## TASK ITEM
In the records below, find every line with the word "actual" and copy it.
Start of INPUT DATA
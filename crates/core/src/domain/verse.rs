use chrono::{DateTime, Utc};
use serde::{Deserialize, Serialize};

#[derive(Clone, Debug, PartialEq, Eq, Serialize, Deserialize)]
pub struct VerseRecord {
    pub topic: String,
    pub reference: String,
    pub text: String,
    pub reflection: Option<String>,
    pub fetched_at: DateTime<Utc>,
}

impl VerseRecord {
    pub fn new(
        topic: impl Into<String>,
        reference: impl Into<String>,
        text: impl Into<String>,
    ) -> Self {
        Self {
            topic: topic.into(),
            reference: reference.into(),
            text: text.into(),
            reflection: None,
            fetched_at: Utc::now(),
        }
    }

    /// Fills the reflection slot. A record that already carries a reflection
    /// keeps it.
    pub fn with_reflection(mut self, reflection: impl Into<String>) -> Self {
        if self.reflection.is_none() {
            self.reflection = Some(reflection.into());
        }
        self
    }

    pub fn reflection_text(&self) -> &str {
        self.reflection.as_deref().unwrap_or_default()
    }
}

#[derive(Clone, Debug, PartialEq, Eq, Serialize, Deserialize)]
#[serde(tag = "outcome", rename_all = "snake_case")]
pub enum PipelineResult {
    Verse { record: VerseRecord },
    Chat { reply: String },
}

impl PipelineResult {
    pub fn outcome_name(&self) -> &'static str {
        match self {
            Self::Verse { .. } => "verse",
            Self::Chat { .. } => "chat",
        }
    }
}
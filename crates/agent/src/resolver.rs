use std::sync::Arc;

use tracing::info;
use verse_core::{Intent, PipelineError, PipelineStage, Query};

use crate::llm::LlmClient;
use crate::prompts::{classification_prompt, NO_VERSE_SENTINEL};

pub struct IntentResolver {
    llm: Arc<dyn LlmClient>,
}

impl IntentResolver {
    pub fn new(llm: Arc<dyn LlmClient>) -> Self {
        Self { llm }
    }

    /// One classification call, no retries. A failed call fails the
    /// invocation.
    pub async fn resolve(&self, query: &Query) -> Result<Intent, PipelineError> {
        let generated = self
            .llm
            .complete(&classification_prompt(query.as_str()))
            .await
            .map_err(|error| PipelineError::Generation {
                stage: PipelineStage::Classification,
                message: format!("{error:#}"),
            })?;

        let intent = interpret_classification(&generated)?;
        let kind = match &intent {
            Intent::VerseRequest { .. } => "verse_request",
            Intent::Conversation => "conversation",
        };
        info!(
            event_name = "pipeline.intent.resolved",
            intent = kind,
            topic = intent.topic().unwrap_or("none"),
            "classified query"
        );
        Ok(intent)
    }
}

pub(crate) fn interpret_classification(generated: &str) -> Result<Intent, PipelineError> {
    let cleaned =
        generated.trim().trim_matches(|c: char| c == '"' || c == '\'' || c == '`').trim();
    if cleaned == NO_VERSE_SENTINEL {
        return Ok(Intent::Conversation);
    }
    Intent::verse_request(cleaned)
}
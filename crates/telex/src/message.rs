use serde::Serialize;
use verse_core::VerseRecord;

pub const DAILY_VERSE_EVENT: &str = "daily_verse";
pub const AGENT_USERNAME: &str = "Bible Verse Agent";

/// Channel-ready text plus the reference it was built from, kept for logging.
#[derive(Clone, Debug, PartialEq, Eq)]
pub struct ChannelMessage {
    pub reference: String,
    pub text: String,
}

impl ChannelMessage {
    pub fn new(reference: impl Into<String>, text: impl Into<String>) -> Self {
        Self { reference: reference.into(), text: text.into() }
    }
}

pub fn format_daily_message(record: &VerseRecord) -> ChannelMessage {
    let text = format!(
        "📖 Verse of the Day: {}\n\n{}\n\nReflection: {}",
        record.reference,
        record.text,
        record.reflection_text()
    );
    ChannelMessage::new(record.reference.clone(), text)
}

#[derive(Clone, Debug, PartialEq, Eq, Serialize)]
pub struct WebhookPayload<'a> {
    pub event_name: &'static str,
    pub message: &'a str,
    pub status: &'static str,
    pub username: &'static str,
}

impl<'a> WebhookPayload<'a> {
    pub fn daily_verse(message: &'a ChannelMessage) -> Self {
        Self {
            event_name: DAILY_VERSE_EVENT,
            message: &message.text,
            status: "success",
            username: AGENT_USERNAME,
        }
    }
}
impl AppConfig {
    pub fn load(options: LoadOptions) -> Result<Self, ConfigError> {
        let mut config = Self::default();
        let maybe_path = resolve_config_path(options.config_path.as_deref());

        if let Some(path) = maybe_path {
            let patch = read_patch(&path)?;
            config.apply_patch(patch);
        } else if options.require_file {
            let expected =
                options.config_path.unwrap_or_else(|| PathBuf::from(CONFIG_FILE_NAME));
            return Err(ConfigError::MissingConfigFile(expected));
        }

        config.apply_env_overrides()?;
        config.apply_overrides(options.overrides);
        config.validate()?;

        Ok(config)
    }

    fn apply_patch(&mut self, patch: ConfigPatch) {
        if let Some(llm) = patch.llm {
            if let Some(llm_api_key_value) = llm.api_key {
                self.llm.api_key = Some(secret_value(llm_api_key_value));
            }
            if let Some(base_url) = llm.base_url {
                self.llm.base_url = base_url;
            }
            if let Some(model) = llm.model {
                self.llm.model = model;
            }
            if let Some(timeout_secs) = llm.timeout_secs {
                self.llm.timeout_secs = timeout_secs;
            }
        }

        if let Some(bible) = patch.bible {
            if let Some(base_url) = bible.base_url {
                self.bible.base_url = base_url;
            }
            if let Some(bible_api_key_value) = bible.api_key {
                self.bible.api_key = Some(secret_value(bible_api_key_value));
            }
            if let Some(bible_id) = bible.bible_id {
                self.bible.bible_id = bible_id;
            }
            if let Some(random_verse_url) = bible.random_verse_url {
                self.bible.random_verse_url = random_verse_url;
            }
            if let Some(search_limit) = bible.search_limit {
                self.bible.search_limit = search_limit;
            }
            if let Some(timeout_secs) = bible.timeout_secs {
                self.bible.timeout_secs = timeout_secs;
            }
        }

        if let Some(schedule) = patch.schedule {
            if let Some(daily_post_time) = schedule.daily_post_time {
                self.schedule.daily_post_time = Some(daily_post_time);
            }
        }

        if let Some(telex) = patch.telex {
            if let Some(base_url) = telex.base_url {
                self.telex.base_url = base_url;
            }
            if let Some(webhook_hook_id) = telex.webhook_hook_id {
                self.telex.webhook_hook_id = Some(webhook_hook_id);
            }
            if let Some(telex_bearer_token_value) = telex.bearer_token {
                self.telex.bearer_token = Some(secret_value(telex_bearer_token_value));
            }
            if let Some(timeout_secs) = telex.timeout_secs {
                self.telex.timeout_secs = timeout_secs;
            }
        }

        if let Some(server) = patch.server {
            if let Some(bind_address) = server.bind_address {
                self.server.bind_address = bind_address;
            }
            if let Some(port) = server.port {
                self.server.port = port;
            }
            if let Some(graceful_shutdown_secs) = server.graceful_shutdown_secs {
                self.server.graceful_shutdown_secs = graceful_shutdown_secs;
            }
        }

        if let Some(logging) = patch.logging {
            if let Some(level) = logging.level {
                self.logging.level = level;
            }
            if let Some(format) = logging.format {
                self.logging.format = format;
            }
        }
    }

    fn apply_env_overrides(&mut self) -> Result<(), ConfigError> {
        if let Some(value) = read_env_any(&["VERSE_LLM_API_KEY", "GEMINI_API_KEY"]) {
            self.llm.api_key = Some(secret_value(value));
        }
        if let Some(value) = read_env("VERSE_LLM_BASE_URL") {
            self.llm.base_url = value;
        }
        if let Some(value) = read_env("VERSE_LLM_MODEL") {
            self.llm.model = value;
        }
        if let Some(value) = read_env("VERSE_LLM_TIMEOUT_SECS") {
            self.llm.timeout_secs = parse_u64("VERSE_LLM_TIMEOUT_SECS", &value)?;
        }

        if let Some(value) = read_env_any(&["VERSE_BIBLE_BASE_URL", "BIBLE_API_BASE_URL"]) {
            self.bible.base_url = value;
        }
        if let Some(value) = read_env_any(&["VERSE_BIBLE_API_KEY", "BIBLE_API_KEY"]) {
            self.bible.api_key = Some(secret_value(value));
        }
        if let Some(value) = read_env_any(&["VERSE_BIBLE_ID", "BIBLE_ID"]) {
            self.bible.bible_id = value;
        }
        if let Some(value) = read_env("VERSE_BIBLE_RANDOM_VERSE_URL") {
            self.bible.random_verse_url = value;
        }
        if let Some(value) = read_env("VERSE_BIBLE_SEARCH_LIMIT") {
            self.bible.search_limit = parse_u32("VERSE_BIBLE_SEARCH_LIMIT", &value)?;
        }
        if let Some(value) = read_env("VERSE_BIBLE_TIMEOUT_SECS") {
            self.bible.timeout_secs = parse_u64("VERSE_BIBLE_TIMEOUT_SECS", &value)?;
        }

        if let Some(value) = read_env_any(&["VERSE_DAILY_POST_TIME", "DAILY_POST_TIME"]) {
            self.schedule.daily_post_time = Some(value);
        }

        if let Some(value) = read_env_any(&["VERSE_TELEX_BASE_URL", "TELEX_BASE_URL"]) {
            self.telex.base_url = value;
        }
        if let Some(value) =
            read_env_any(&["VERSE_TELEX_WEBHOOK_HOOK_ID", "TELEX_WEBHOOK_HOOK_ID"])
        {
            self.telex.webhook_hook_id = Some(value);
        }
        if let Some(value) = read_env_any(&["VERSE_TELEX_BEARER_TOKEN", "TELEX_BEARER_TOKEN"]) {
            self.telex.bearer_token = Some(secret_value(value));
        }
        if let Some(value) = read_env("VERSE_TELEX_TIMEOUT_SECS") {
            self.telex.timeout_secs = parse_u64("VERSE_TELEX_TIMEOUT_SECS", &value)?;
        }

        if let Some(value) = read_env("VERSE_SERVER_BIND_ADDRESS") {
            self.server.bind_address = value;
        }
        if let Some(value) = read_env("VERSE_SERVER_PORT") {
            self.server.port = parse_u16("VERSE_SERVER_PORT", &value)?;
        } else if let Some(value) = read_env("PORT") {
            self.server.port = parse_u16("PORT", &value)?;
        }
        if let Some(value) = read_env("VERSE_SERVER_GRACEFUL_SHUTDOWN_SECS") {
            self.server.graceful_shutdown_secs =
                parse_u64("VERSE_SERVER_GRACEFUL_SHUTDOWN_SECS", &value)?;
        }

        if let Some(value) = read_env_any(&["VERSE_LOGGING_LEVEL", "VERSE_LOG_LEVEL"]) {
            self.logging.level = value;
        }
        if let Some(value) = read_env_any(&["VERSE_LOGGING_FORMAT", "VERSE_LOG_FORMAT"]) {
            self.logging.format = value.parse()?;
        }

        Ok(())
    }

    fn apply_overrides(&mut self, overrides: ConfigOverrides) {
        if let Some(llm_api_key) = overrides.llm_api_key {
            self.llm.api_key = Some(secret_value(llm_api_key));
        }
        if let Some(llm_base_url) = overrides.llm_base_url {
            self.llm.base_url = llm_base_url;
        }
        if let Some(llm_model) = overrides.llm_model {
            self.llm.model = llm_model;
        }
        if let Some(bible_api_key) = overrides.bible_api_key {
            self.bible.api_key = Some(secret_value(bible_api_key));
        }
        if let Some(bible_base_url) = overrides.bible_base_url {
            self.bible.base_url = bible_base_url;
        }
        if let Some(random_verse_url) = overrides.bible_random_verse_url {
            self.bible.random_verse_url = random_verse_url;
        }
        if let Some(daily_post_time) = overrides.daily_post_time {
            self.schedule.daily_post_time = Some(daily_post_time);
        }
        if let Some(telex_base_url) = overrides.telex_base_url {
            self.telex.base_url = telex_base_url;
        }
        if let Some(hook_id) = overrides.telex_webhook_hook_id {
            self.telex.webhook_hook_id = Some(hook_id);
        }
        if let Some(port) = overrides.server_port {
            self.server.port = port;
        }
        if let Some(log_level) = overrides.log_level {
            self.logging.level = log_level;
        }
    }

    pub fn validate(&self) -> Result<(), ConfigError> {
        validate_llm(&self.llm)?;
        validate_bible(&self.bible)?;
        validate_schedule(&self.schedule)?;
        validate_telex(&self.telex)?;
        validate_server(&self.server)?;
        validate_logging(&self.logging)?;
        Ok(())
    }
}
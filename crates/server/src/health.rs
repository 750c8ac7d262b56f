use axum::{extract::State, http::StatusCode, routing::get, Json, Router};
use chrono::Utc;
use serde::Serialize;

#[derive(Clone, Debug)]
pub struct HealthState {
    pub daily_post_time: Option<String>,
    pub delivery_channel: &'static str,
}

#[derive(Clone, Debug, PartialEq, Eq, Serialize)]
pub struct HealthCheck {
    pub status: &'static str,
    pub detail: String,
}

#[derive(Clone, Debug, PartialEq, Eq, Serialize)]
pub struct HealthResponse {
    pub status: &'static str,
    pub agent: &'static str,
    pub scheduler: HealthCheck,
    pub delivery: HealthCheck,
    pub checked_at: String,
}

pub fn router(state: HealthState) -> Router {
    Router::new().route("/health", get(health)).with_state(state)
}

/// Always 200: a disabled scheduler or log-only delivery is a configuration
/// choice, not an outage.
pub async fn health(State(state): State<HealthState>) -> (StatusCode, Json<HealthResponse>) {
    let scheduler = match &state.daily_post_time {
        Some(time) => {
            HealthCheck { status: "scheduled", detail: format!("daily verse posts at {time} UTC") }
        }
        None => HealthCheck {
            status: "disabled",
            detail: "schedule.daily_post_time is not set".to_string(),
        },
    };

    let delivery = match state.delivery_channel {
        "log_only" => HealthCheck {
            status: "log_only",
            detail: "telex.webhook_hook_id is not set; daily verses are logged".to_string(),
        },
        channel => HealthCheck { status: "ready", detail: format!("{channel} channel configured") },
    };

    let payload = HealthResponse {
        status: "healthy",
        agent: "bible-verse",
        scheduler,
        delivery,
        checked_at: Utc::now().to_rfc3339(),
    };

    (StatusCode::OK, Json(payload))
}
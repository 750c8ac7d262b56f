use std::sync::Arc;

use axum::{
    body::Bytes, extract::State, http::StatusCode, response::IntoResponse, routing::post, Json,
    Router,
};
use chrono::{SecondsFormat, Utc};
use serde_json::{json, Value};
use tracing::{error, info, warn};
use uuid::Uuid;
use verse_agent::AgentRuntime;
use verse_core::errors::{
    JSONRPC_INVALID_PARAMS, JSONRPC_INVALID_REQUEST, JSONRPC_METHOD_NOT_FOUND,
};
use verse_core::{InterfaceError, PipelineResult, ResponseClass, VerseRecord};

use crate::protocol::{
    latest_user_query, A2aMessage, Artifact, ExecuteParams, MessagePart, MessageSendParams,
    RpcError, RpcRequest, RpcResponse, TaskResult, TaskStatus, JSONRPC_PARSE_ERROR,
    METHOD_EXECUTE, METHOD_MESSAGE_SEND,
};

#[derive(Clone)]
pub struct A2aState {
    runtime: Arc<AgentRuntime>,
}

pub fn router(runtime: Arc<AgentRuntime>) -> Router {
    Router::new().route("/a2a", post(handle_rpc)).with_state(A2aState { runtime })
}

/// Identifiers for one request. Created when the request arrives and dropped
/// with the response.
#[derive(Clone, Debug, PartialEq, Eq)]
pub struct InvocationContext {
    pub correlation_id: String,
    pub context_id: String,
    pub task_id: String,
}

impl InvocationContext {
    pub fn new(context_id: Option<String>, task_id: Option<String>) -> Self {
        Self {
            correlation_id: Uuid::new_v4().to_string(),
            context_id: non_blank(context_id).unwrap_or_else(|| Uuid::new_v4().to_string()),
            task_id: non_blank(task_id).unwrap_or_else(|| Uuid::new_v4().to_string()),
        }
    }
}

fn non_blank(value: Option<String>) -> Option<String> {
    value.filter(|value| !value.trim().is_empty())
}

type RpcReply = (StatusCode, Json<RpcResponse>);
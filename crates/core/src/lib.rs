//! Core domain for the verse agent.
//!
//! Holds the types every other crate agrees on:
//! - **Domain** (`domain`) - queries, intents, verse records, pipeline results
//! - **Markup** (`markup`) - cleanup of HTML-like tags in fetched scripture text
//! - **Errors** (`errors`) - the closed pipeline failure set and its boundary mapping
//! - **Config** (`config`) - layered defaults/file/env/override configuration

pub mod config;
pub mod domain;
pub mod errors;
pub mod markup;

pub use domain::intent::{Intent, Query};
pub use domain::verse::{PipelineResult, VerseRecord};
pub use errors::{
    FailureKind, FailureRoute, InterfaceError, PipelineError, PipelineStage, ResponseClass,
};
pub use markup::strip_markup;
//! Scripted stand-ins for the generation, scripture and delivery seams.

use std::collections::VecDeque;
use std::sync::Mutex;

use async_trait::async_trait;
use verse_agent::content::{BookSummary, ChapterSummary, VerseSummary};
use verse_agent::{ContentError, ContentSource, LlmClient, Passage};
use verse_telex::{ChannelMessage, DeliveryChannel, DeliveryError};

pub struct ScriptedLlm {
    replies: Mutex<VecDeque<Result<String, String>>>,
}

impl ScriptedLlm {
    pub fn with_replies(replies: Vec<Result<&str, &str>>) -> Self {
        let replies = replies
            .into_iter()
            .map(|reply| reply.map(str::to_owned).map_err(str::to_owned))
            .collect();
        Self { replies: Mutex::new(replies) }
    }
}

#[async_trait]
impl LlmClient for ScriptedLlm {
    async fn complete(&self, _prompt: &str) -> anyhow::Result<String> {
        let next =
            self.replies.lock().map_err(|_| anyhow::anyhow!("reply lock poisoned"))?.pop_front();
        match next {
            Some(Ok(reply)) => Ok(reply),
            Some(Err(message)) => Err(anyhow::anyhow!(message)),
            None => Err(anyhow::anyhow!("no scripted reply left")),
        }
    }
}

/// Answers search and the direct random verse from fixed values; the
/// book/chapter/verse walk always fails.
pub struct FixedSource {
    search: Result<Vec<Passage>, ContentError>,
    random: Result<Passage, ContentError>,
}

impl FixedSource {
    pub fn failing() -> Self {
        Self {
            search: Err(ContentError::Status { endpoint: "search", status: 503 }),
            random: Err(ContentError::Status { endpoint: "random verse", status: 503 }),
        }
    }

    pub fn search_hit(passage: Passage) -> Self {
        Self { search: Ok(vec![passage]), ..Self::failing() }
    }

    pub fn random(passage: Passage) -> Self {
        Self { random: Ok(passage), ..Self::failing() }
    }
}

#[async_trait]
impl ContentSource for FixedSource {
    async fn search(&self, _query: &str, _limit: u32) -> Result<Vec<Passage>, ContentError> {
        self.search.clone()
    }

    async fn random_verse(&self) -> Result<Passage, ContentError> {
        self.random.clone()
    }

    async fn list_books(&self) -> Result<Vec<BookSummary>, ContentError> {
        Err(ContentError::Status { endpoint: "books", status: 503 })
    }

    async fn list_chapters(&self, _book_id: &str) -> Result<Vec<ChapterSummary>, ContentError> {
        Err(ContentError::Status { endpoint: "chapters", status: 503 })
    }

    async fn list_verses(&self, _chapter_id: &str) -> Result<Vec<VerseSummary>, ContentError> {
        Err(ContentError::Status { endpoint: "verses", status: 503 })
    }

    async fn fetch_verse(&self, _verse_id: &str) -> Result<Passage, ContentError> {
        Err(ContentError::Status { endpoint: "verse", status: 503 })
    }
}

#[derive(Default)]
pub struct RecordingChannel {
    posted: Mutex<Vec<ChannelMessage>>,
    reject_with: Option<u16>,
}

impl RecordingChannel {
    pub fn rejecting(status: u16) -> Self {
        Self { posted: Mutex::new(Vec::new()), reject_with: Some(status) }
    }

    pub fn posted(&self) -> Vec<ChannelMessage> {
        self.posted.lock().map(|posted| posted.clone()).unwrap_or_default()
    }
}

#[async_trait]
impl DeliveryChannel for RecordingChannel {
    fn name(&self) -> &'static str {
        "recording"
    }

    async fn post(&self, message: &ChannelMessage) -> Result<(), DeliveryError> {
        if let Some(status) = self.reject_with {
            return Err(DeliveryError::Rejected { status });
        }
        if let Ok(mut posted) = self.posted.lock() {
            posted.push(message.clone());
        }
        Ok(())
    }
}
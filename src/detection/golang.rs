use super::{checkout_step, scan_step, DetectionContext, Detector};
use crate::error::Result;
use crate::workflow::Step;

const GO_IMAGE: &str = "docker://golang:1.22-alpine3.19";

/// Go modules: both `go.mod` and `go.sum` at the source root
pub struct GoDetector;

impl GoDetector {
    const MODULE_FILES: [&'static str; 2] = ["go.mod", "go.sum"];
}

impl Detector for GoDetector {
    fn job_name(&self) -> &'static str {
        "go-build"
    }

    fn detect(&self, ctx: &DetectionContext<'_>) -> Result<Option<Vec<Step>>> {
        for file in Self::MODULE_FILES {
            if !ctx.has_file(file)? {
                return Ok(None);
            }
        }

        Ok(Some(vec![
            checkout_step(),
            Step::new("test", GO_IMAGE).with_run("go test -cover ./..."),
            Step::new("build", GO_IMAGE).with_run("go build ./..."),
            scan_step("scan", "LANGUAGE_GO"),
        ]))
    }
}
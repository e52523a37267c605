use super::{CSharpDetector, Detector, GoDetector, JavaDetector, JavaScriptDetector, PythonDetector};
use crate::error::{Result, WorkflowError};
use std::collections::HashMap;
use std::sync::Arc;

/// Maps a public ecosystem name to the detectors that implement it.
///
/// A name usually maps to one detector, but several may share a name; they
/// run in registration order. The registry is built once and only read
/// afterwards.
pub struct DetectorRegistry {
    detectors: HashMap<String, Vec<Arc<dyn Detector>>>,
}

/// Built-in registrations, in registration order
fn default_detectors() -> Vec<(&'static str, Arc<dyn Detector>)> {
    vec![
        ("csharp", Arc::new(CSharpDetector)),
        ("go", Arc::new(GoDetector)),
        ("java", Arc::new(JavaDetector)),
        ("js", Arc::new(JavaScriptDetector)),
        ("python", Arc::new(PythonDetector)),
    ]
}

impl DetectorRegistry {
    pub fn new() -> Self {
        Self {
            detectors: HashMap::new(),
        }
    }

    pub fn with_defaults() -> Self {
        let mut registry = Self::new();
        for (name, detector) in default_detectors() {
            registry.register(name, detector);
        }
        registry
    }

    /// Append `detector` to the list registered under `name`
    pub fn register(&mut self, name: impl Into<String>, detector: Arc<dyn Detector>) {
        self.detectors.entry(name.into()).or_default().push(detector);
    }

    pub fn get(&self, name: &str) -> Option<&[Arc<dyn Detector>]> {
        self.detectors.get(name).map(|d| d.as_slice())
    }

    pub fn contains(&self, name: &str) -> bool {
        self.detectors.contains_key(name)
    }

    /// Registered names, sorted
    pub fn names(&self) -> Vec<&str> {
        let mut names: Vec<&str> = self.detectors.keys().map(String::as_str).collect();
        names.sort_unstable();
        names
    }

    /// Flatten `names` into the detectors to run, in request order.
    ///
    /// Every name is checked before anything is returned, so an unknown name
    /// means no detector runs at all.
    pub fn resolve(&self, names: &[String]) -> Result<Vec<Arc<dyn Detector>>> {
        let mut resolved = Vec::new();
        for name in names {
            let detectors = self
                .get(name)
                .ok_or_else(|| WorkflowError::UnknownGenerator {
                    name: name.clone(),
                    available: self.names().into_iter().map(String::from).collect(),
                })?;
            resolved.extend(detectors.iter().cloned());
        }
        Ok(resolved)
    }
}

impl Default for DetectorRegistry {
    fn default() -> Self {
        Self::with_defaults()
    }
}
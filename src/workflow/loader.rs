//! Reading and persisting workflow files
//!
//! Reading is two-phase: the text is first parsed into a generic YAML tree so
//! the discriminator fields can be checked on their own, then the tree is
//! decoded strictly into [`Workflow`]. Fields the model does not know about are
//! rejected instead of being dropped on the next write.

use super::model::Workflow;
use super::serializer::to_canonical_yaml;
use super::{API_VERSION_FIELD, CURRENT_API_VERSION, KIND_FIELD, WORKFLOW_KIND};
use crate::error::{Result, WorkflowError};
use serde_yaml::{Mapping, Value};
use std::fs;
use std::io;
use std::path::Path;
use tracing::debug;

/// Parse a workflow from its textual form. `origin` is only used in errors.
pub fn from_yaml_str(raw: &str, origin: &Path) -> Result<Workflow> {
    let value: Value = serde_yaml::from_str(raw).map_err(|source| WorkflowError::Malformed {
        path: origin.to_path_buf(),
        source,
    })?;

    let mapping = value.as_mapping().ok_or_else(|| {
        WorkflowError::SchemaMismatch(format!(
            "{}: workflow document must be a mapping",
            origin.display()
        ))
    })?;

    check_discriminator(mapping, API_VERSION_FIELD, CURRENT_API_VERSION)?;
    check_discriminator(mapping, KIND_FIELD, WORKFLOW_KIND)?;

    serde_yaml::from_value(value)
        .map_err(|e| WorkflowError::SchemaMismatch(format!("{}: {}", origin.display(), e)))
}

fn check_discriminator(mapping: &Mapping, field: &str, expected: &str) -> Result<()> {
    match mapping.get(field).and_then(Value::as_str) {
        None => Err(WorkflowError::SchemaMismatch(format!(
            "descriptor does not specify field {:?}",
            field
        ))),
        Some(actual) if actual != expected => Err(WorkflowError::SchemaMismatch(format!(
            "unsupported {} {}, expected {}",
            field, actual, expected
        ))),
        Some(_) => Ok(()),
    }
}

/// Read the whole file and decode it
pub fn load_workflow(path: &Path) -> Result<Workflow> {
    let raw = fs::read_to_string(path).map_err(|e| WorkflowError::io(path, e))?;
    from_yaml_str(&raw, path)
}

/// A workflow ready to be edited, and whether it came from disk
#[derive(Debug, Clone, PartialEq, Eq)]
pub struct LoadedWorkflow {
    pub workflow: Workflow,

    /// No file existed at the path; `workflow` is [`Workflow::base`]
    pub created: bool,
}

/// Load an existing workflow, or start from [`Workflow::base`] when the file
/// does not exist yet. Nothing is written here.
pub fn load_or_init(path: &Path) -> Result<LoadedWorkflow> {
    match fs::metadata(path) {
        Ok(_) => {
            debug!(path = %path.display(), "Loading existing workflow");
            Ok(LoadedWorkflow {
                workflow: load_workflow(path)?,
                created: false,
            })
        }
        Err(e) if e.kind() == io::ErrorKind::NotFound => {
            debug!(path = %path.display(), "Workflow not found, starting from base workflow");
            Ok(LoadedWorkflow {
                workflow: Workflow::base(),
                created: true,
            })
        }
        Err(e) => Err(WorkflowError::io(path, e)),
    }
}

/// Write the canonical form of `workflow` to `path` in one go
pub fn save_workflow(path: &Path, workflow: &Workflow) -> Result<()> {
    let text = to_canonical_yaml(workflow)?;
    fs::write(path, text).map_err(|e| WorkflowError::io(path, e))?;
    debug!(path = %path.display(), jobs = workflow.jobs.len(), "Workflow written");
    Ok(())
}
End of INPUT DATA
## SOLUTION
        Some(actual) if actual != expected => Err(WorkflowError::SchemaMismatch(format!(
            field, actual, expected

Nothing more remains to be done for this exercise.